* _AIM OF THE EXERCISE_: Check each line of the data below for the word "unwrap", then extract the ones that have it.

*** TASK DATA ***

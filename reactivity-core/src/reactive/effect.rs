//! Effect Implementation
//!
//! An Effect is a side-effecting callback that runs whenever any cell in its
//! dependency list changes.
//!
//! # How Effects Work
//!
//! 1. On registration, the callback is subscribed to every cell in the
//!    dependency list under one subscriber id. It does not run yet.
//!
//! 2. Each `set()` on any of those cells runs the callback once, before
//!    `set()` returns. An effect over N cells that are each set once runs N
//!    times; nothing is coalesced.
//!
//! 3. `dispose()` removes the subscription from every cell in the list.
//!
//! # Errors
//!
//! A callback returning `Err` stops the propagation pass it runs in, and the
//! error comes back out of the `set()` that started it.

use std::fmt;
use std::sync::atomic::{AtomicBool, AtomicUsize, Ordering};
use std::sync::Arc;

use super::dependency::DependencyList;
use super::runtime::Runtime;
use super::subscriber::{EffectOutput, Notify, SubscriberId};
use crate::error::Result;

/// A registered effect and its disposer.
///
/// Dropping the handle does not unsubscribe: an effect lives until
/// [`Effect::dispose`] is called or its cells are dropped.
///
/// # Example
///
/// ```rust
/// use reactivity_core::{deps, reactive::Runtime};
///
/// let runtime = Runtime::new();
/// let count = runtime.state(0);
///
/// let shown = count.clone();
/// let effect = runtime
///     .use_effect(move || println!("count is {}", shown.get()), deps![count])
///     .unwrap();
///
/// count.set(5).unwrap(); // prints "count is 5"
/// effect.dispose();
/// count.set(6).unwrap(); // prints nothing
/// assert_eq!(effect.run_count(), 1);
/// ```
pub struct Effect {
    /// The subscriber ID shared by every subscription of this effect.
    subscriber_id: SubscriberId,

    /// The cells this effect is subscribed to.
    dependencies: DependencyList,

    /// Whether the effect has been disposed.
    disposed: Arc<AtomicBool>,

    /// Number of times the effect has run.
    run_count: Arc<AtomicUsize>,
}

impl Effect {
    /// Validate `dependencies` against `runtime` (if enabled) and subscribe.
    pub(crate) fn register<F, R>(
        runtime: &Runtime,
        run: F,
        dependencies: DependencyList,
    ) -> Result<Self>
    where
        F: Fn() -> R + Send + Sync + 'static,
        R: EffectOutput,
    {
        if runtime.config().validate_dependencies {
            dependencies.validate(runtime.id())?;
        }
        Ok(Self::attach(run, dependencies))
    }

    /// Subscribe without validation.
    pub(crate) fn attach<F, R>(run: F, dependencies: DependencyList) -> Self
    where
        F: Fn() -> R + Send + Sync + 'static,
        R: EffectOutput,
    {
        let subscriber_id = SubscriberId::new();
        let disposed = Arc::new(AtomicBool::new(false));
        let run_count = Arc::new(AtomicUsize::new(0));

        let notify: Notify = {
            let disposed = Arc::clone(&disposed);
            let run_count = Arc::clone(&run_count);
            Arc::new(move || {
                // Disposed mid-pass: the snapshot may still hold us.
                if disposed.load(Ordering::SeqCst) {
                    return Ok(());
                }
                run_count.fetch_add(1, Ordering::SeqCst);
                run().into_result()
            })
        };

        for dependency in dependencies.iter() {
            dependency.subscribe_notify(subscriber_id, Arc::clone(&notify));
        }

        tracing::debug!(
            subscriber = %subscriber_id,
            dependencies = dependencies.len(),
            "effect registered"
        );

        Self {
            subscriber_id,
            dependencies,
            disposed,
            run_count,
        }
    }

    /// Get the subscriber ID for this effect.
    pub fn subscriber_id(&self) -> SubscriberId {
        self.subscriber_id
    }

    /// Unsubscribe from every dependency.
    ///
    /// After disposal, the effect will not run again. Calling this more
    /// than once is a no-op.
    pub fn dispose(&self) {
        if self.disposed.swap(true, Ordering::SeqCst) {
            return;
        }
        for dependency in self.dependencies.iter() {
            dependency.unsubscribe(self.subscriber_id);
        }
        tracing::debug!(subscriber = %self.subscriber_id, "effect disposed");
    }

    /// The disposer as a standalone callback.
    pub fn disposer(&self) -> impl Fn() + Send + Sync + 'static {
        let effect = self.clone();
        move || effect.dispose()
    }

    /// Check if the effect has been disposed.
    pub fn is_disposed(&self) -> bool {
        self.disposed.load(Ordering::SeqCst)
    }

    /// Get the number of times the effect has run.
    pub fn run_count(&self) -> usize {
        self.run_count.load(Ordering::SeqCst)
    }

    /// Get the number of dependencies.
    pub fn dependency_count(&self) -> usize {
        self.dependencies.len()
    }
}

impl Clone for Effect {
    fn clone(&self) -> Self {
        Self {
            subscriber_id: self.subscriber_id,
            dependencies: self.dependencies.clone(),
            disposed: Arc::clone(&self.disposed),
            run_count: Arc::clone(&self.run_count),
        }
    }
}

impl fmt::Debug for Effect {
    fn fmt(&self, f: &mut fmt::Formatter<'_>) -> fmt::Result {
        f.debug_struct("Effect")
            .field("subscriber_id", &self.subscriber_id)
            .field("run_count", &self.run_count())
            .field("dependency_count", &self.dependency_count())
            .field("disposed", &self.is_disposed())
            .finish()
    }
}

// ----------------------------------------------------------------------------
// Tests
// ----------------------------------------------------------------------------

***

* _EXERCISE OUTPUT_:
///     .unwrap();
/// count.set(5).unwrap(); // prints "count is 5"
/// count.set(6).unwrap(); // prints nothing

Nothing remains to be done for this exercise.